Methionine promotes glycolysis and tumor progression in multiple myeloma by enhancing POU2AF1 expression via m⁶A modification Free

INTRODUCTION: Multiple myeloma (MM), the second most prevalent hematologic malignancy, is characterized by the abnormal proliferation of clonal plasma cells in the bone marrow. Methionine, an essential amino acid, plays a critical role in fundamental physiological processes. Tumors frequently exhibit heightened dependence on exogenous methionine, making methionine restriction a potential therapeutic strategy. However, whether MM displays methionine dependence and how methionine specifically contributes to MM progression remain unclear. This study aims to validate methionine dependence in MM, elucidate the underlying mechanisms driving MM progression, and provide novel insights for future therapeutic interventions.

METHODS: To compare methionine concentrations in the bone marrow microenvironment of MM patients and healthy controls, we quantified methionine levels in clinical samples using fluorometric assays. In vitro, we examined the effects of methionine supplementation, restriction, and its metabolites [S-adenosylmethionine (SAM) and homocysteine] on MM cell proliferation, apoptosis, migration, and invasion. We established a C57BL/KaLwRij mouse model to assess the impact of methionine on MM progression in vivo. N⁶-methyladenosine (m⁶A) dot blot and colorimetric assays were employed to analyze m⁶A methylation changes following methionine intervention. RNA sequencing was performed on methionine-treated MM cells to identify key regulatory factors and pathways, with subsequent validation by RT-qPCR and Western blotting. Glycolytic activity was assessed using Seahorse assays, glucose uptake, and lactate production measurements. Potential regulators of methionine-driven glycolysis in MM were screened using the ChIP-Atlas database. MeRIP-qPCR was employed to verify m⁶A modification changes in POU2AF1, and an actinomycin D assay was conducted to evaluate its impact on the stability of POU2AF1 mRNA. The functional role of POU2AF1 in MM glycolysis and malignant progression was further investigated using shRNA-mediated knockdown.

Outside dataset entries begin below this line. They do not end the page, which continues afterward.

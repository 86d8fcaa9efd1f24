//! Destination alias generation and repository filters.

use crate::config::{FilterConfig, NamingConfig};
use crate::error::{MigrationError, Result};

use once_cell::sync::Lazy;
use regex::Regex;

static NON_ASCII_ALNUM: Lazy<Regex> =
    Lazy::new(|| Regex::new(r"[^A-Za-z0-9]+").expect("Invalid regex"));

static NON_UNICODE_ALNUM: Lazy<Regex> =
    Lazy::new(|| Regex::new(r"[^\p{L}\p{N}]+").expect("Invalid regex"));

/// Derive the destination alias for a repository name.
///
/// Applies the ordered replace map, then (if enabled) slugifies with
/// optional Cyrillic transliteration, then (if enabled) lowercases.
/// Pure and deterministic.
pub fn make_alias(name: &str, naming: &NamingConfig) -> String {
    let mut alias = naming.replace_map.apply(name);
    if naming.slugify {
        alias = slugify(&alias, naming.transliterate_ru);
    }
    if naming.lowercase {
        alias = alias.to_lowercase();
    }
    alias
}

/// Reject aliases that are not a single safe path segment.
///
/// The alias names the destination project and the local mirror
/// directory, so it must not be empty, `.` or `..`, and must not contain
/// path separators, whitespace or control characters.
pub fn validate_alias(alias: &str) -> Result<()> {
    let problem = if alias.is_empty() {
        Some("is empty")
    } else if alias == "." || alias == ".." {
        Some("is a relative path component")
    } else if alias.contains(['/', '\\']) {
        Some("contains a path separator")
    } else if alias.chars().any(char::is_whitespace) {
        Some("contains whitespace")
    } else if alias.chars().any(char::is_control) {
        Some("contains a control character")
    } else {
        None
    };
    match problem {
        Some(problem) => Err(MigrationError::Validation(format!(
            "alias '{}' {problem}",
            alias.escape_debug()
        ))),
        None => Ok(()),
    }
}

/// Reduce `text` to dash-separated alphanumeric runs.
///
/// With `transliterate` Cyrillic letters become Latin and any other
/// non-ASCII character acts as a separator; without it Unicode letters
/// and digits are kept as they are.
pub fn slugify(text: &str, transliterate: bool) -> String {
    let text: String = text.chars().filter(|c| !matches!(c, '\'' | '"')).collect();
    let (text, separators) = if transliterate {
        (transliterate_cyrillic(&text), &*NON_ASCII_ALNUM)
    } else {
        (text, &*NON_UNICODE_ALNUM)
    };
    separators
        .replace_all(&text, "-")
        .trim_matches('-')
        .to_string()
}

/// Transliterate Russian, Ukrainian and Belarusian letters to Latin.
pub fn transliterate_cyrillic(text: &str) -> String {
    let mut out = String::with_capacity(text.len());
    for c in text.chars() {
        match cyrillic_to_latin(c.to_lowercase().next().unwrap_or(c)) {
            Some(latin) if c.is_uppercase() => {
                let mut chars = latin.chars();
                if let Some(first) = chars.next() {
                    out.extend(first.to_uppercase());
                    out.push_str(chars.as_str());
                }
            }
            Some(latin) => out.push_str(latin),
            None => out.push(c),
        }
    }
    out
}

fn cyrillic_to_latin(c: char) -> Option<&'static str> {
    let latin = match c {
        'а' => "a",
        'б' => "b",
        'в' => "v",
        'г' => "g",
        'д' => "d",
        'е' => "e",
        'ё' => "e",
        'ж' => "zh",
        'з' => "z",
        'и' => "i",
        'й' => "i",
        'к' => "k",
        'л' => "l",
        'м' => "m",
        'н' => "n",
        'о' => "o",
        'п' => "p",
        'р' => "r",
        'с' => "s",
        'т' => "t",
        'у' => "u",
        'ф' => "f",
        'х' => "kh",
        'ц' => "ts",
        'ч' => "ch",
        'ш' => "sh",
        'щ' => "shch",
        'ъ' | 'ь' => "",
        'ы' => "y",
        'э' => "e",
        'ю' => "iu",
        'я' => "ia",
        'є' => "ie",
        'і' => "i",
        'ї' => "i",
        'ґ' => "g",
        'ў' => "u",
        _ => return None,
    };
    Some(latin)
}

/// True if any pattern matches anywhere in `text`.
///
/// An empty pattern set matches nothing.
pub fn match_any(patterns: &[Regex], text: &str) -> bool {
    patterns.iter().any(|p| p.is_match(text))
}

/// Result of evaluating repository filters.
#[derive(Debug, Clone, PartialEq, Eq)]
pub enum FilterDecision {
    /// Migrate the repository.
    Proceed,
    /// Skip it for the given reason.
    Skip(String),
}

/// Compiled include/exclude filters.
#[derive(Debug, Clone, Default)]
pub struct RepositoryFilter {
    include: Vec<Regex>,
    exclude: Vec<Regex>,
}

impl RepositoryFilter {
    /// Compile the configured patterns.
    pub fn new(config: &FilterConfig) -> Result<Self> {
        Ok(Self {
            include: compile_patterns(&config.include_patterns)?,
            exclude: compile_patterns(&config.exclude_patterns)?,
        })
    }

    /// Decide whether a repository named `name` is migrated.
    ///
    /// Include patterns are checked before exclude patterns.
    pub fn evaluate(&self, name: &str) -> FilterDecision {
        if !self.include.is_empty() && !match_any(&self.include, name) {
            return FilterDecision::Skip("did not match any include pattern".to_string());
        }
        if !self.exclude.is_empty() && match_any(&self.exclude, name) {
            return FilterDecision::Skip("matched an exclude pattern".to_string());
        }
        FilterDecision::Proceed
    }
}

fn compile_patterns(patterns: &[String]) -> Result<Vec<Regex>> {
    patterns
        .iter()
        .map(|p| {
            Regex::new(p).map_err(|e| {
                MigrationError::Configuration(format!("invalid filter pattern '{p}': {e}"))
            })
        })
        .collect()
}
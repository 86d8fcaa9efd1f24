//! CLI command implementations.

use crate::logging::LogFormat;
use crate::render;
use crate::settings::Settings;
use crate::targets::{build_targets, owner_alias_for, Target};

use anyhow::Context;
use bb2gf_migrate::{
    project_report_path, write_json, BitbucketClient, CommandRunner, ConsoleProgressReporter,
    GitFlicClient, GitTransport, GlobalSummary, MigrationConfig, MigrationError,
    MigrationProgress, Migrator, PipelineSettings, RepositoryFilter, RunAggregator,
};
use std::collections::HashMap;
use std::path::PathBuf;
use std::sync::Arc;
use thiserror::Error;
use tracing::{error, info, warn};

/// Invalid invocation, reported with exit code 2.
#[derive(Debug, Error)]
#[error("{0}")]
pub struct UsageError(pub String);

/// Exit code for a fatal error: 2 for usage and configuration problems, 1 otherwise.
pub fn exit_code(err: &anyhow::Error) -> i32 {
    let is_usage = err.chain().any(|cause| {
        cause.is::<UsageError>()
            || matches!(
                cause.downcast_ref::<MigrationError>(),
                Some(MigrationError::Configuration(_))
            )
    });
    if is_usage {
        2
    } else {
        1
    }
}

/// Arguments of `bb2gf migrate`.
#[derive(Debug, Clone, Default)]
pub struct MigrateArgs {
    pub project_urls: Vec<String>,
    pub project_keys: Vec<String>,
    /// Overrides `DRY_RUN` when set.
    pub dry_run: Option<bool>,
    pub config: PathBuf,
    pub workdir: Option<PathBuf>,
    pub keep_clones: bool,
    pub log_format: LogFormat,
}

impl MigrateArgs {
    fn apply(&self, settings: &mut Settings) {
        if let Some(dry_run) = self.dry_run {
            settings.dry_run = dry_run;
        }
        if let Some(workdir) = &self.workdir {
            settings.workdir.clone_from(workdir);
        }
        if self.keep_clones {
            settings.keep_clones = true;
        }
    }
}

/// Migrate every target project.
pub async fn migrate(args: MigrateArgs) -> anyhow::Result<()> {
    let config = MigrationConfig::load(&args.config)
        .with_context(|| format!("failed to load {}", args.config.display()))?;

    let mut settings = Settings::from_env().context("invalid environment")?;
    args.apply(&mut settings);

    let targets = build_targets(
        |key| std::env::var(key).ok(),
        &args.project_urls,
        &args.project_keys,
    )?;
    if targets.is_empty() {
        return Err(UsageError(
            "no target projects: pass --project-url/--project-key or set BITBUCKET_PROJECT_URL(S) \
             or BITBUCKET_BASE_URL with BITBUCKET_PROJECT_KEY(S)"
                .to_string(),
        )
        .into());
    }

    let show_progress = args.log_format == LogFormat::Pretty;
    let summary = run(&config, &settings, &targets, show_progress).await?;
    render::print_summary(&summary);
    Ok(())
}

/// Process `targets` in order and write the reports.
///
/// Every client is built before the first repository is touched, so
/// configuration problems abort the run early. A project whose listing fails
/// is recorded and the run moves on.
pub async fn run(
    config: &MigrationConfig,
    settings: &Settings,
    targets: &[Target],
    show_progress: bool,
) -> anyhow::Result<GlobalSummary> {
    RepositoryFilter::new(&config.filters).context("invalid repository filters")?;

    let creator = Arc::new(
        GitFlicClient::new(&settings.gitflic_api_base, settings.gitflic_token.clone())
            .context("failed to create GitFlic client")?,
    );
    let transport = Arc::new(
        GitTransport::new(CommandRunner::new(settings.git_timeout))
            .with_source_ssl_no_verify(!settings.source.tls.verify),
    );

    let mut sources: HashMap<String, BitbucketClient> = HashMap::new();
    for target in targets {
        if !sources.contains_key(&target.base_url) {
            let client = BitbucketClient::new(
                &target.base_url,
                settings.source.auth.clone(),
                &settings.source.tls,
            )
            .with_context(|| format!("failed to create client for {}", target.base_url))?;
            sources.insert(target.base_url.clone(), client);
        }
    }

    if settings.owner_alias.is_some() && targets.len() > 1 {
        warn!(
            targets = targets.len(),
            "GITFLIC_OWNER_ALIAS ignored for several projects, using each project key"
        );
    }

    let mut aggregator = RunAggregator::new();
    for target in targets {
        let Some(source) = sources.get(&target.base_url) else {
            continue;
        };
        let pipeline = pipeline_settings(
            settings,
            owner_alias_for(target, settings.owner_alias.as_deref(), targets.len()),
        );
        render::print_header(target, creator.base_url(), &pipeline);

        let reporter = if show_progress {
            ConsoleProgressReporter::new(&target.project_key)
        } else {
            ConsoleProgressReporter::hidden()
        };
        let migrator = Migrator::new(creator.clone(), transport.clone(), config, pipeline)?
            .with_progress(MigrationProgress::with_callback(reporter.callback()));

        match migrator.run_project(source, &target.project_key).await {
            Ok(summary) => {
                reporter.finish(&render::totals_line(&summary.totals));
                reporter.suspend(|| render::print_failures(&summary));
                info!(
                    project = %target.project_key,
                    total = summary.totals.total,
                    created = summary.totals.created,
                    errors = summary.totals.errors,
                    "Project done"
                );
                aggregator.add_project(&target.project_key, &target.base_url, summary);
                if let Some(report) = aggregator.projects().last() {
                    let path = project_report_path(&config.report.path, &target.project_key);
                    if let Err(e) = write_json(&path, report) {
                        error!(path = %path.display(), error = %e, "Failed to write project report");
                    }
                }
            }
            Err(e) => {
                reporter.finish("listing failed");
                error!(project = %target.project_key, error = %e, "Failed to list repositories");
                aggregator.add_failed_project(&target.project_key, &target.base_url, e.to_string());
            }
        }
    }

    let summary = aggregator.finish();
    if let Err(e) = write_json(&config.report.path, &summary) {
        error!(path = %config.report.path.display(), error = %e, "Failed to write report");
    } else {
        info!(path = %config.report.path.display(), "Report written");
    }
    Ok(summary)
}

fn pipeline_settings(settings: &Settings, owner_alias: String) -> PipelineSettings {
    let mut pipeline = PipelineSettings::new(owner_alias);
    pipeline.owner_type = settings.owner_type;
    pipeline.private = settings.private;
    pipeline.language.clone_from(&settings.language);
    pipeline.mode = settings.mode;
    pipeline.dry_run = settings.dry_run;
    pipeline.workdir.clone_from(&settings.workdir);
    pipeline.keep_clones = settings.keep_clones;
    pipeline.source_credentials = Some(settings.source.git_credentials.clone()).filter(|c| c.is_set());
    pipeline.destination_credentials.clone_from(&settings.gitflic_git);
    pipeline
}
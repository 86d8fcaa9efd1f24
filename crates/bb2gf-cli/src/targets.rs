//! Resolution of the source projects to migrate.

use bb2gf_migrate::{MigrationError, Result};
use tracing::warn;
use url::Url;

/// One source project.
#[derive(Debug, Clone, PartialEq, Eq, Hash)]
pub struct Target {
    /// `scheme://host[:port]` of the source server.
    pub base_url: String,
    /// Project key.
    pub project_key: String,
}

impl Target {
    pub fn new(base_url: impl Into<String>, project_key: impl Into<String>) -> Self {
        Self {
            base_url: base_url.into().trim_end_matches('/').to_string(),
            project_key: project_key.into(),
        }
    }
}

/// Split a comma or newline separated list, dropping blanks.
pub fn split_env_list(value: Option<&str>) -> Vec<String> {
    value
        .unwrap_or_default()
        .split([',', '\n'])
        .map(str::trim)
        .filter(|s| !s.is_empty())
        .map(str::to_string)
        .collect()
}

/// Split `https://host[:port]/.../projects/KEY[/...]` into base URL and key.
pub fn parse_project_url(raw: &str) -> Result<Target> {
    let invalid = || {
        MigrationError::Configuration(format!("cannot extract a project key from URL '{raw}'"))
    };
    let url = Url::parse(raw.trim()).map_err(|_| invalid())?;
    if url.host_str().is_none() {
        return Err(invalid());
    }

    let segments: Vec<&str> = url
        .path_segments()
        .map(|s| s.filter(|p| !p.is_empty()).collect())
        .unwrap_or_default();
    let key = segments
        .iter()
        .position(|s| *s == "projects")
        .and_then(|i| segments.get(i + 1))
        .ok_or_else(invalid)?;

    Ok(Target::new(url.origin().ascii_serialization(), *key))
}

/// Resolve the targets from CLI arguments and the environment.
///
/// The first non-empty source wins:
/// 1. `--project-url`
/// 2. `BITBUCKET_PROJECT_URLS`
/// 3. `--project-key` with `BITBUCKET_BASE_URL`
/// 4. `BITBUCKET_PROJECT_URL`
/// 5. `BITBUCKET_BASE_URL` with `BITBUCKET_PROJECT_KEYS` or `BITBUCKET_PROJECT_KEY`
///
/// Duplicates are dropped, keeping the first occurrence.
pub fn build_targets<F>(lookup: F, cli_urls: &[String], cli_keys: &[String]) -> Result<Vec<Target>>
where
    F: Fn(&str) -> Option<String>,
{
    let get = |key: &str| lookup(key).filter(|v| !v.trim().is_empty());
    let base_url = || get("BITBUCKET_BASE_URL").map(|b| b.trim().trim_end_matches('/').to_string());
    let env_urls = split_env_list(get("BITBUCKET_PROJECT_URLS").as_deref());

    let targets = if !cli_urls.is_empty() {
        cli_urls
            .iter()
            .map(|u| parse_project_url(u))
            .collect::<Result<Vec<_>>>()?
    } else if !env_urls.is_empty() {
        env_urls
            .iter()
            .map(|u| parse_project_url(u))
            .collect::<Result<Vec<_>>>()?
    } else if !cli_keys.is_empty() {
        let base = base_url().ok_or_else(|| {
            MigrationError::Configuration("--project-key requires BITBUCKET_BASE_URL".to_string())
        })?;
        cli_keys
            .iter()
            .map(|k| Target::new(base.clone(), k.trim()))
            .collect()
    } else if let Some(url) = get("BITBUCKET_PROJECT_URL") {
        vec![parse_project_url(&url)?]
    } else {
        let mut keys = split_env_list(get("BITBUCKET_PROJECT_KEYS").as_deref());
        if keys.is_empty() {
            keys = split_env_list(get("BITBUCKET_PROJECT_KEY").as_deref());
        }
        match base_url() {
            Some(base) => keys.into_iter().map(|k| Target::new(base.clone(), k)).collect(),
            None => {
                if !keys.is_empty() {
                    warn!("Project keys are set but BITBUCKET_BASE_URL is not");
                }
                Vec::new()
            }
        }
    };

    let mut unique: Vec<Target> = Vec::with_capacity(targets.len());
    for target in targets {
        if !unique.contains(&target) {
            unique.push(target);
        }
    }
    Ok(unique)
}

/// Owner alias for `target` when `target_count` projects are processed.
///
/// A configured alias only applies to a single-project run; otherwise each
/// project goes under its own lower-cased key.
pub fn owner_alias_for(target: &Target, configured: Option<&str>, target_count: usize) -> String {
    match configured {
        Some(alias) if target_count == 1 => alias.trim().to_lowercase(),
        _ => target.project_key.trim().to_lowercase(),
    }
}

RESULTS: We observed that methionine levels in the bone marrow supernatant of MM patients were significantly higher than those in healthy controls. In vitro, MM cell proliferation was dependent on methionine and SAM but not on homocysteine. Supplementation with methionine and SAM significantly inhibited apoptosis while enhancing the migration and invasion capabilities of MM cells. In contrast, methionine restriction produced the opposite effects. SAM served as the principal methyl donor for methylation modifications. We found that methionine, as a precursor for SAM, increased global m⁶A methylation levels in MM cells. Transcriptomic profiling of methionine-treated MM cells revealed significant alterations in the expression of solute carrier (SLC) transporter genes. Validation experiments confirmed that MM cells upregulate the surface transporters SLC6A18 and SLC38A5 to facilitate enhanced methionine uptake. Further KEGG enrichment analyses revealed significant enrichment of differentially expressed genes (DEGs) involved in glycolysis and one-carbon metabolism pathways. We subsequently found that methionine supplementation enhanced glycolytic flux and upregulated enzymes associated with the glycolysis pathway. The ChIP-Atlas database predicted POU2AF1 as a key regulator of methionine-driven glycolysis in MM. Analysis of publicly available MM datasets revealed that POU2AF1 expression was elevated in MM patients, with higher levels significantly associated with advanced ISS stage and poorer clinical outcomes. Mechanistically, methionine promoted m⁶A methylation of POU2AF1, which increased its expression by enhancing mRNA stability. Further studies confirmed that POU2AF1 knockdown and methionine restriction markedly suppressed glycolytic activity and malignant phenotypes in MM cells, including reduced proliferation, migration, and invasion capabilities.

CONCLUSION: MM exhibits a pronounced dependence on methionine, with enhanced methionine uptake through the upregulation of the transporters SLC6A18 and SLC38A5. Methionine promotes MM glycolysis and tumor progression by facilitating the m⁶A modification of POU2AF1, which increases its stability and expression. These findings suggest that targeting methionine metabolism represents a promising therapeutic strategy for MM.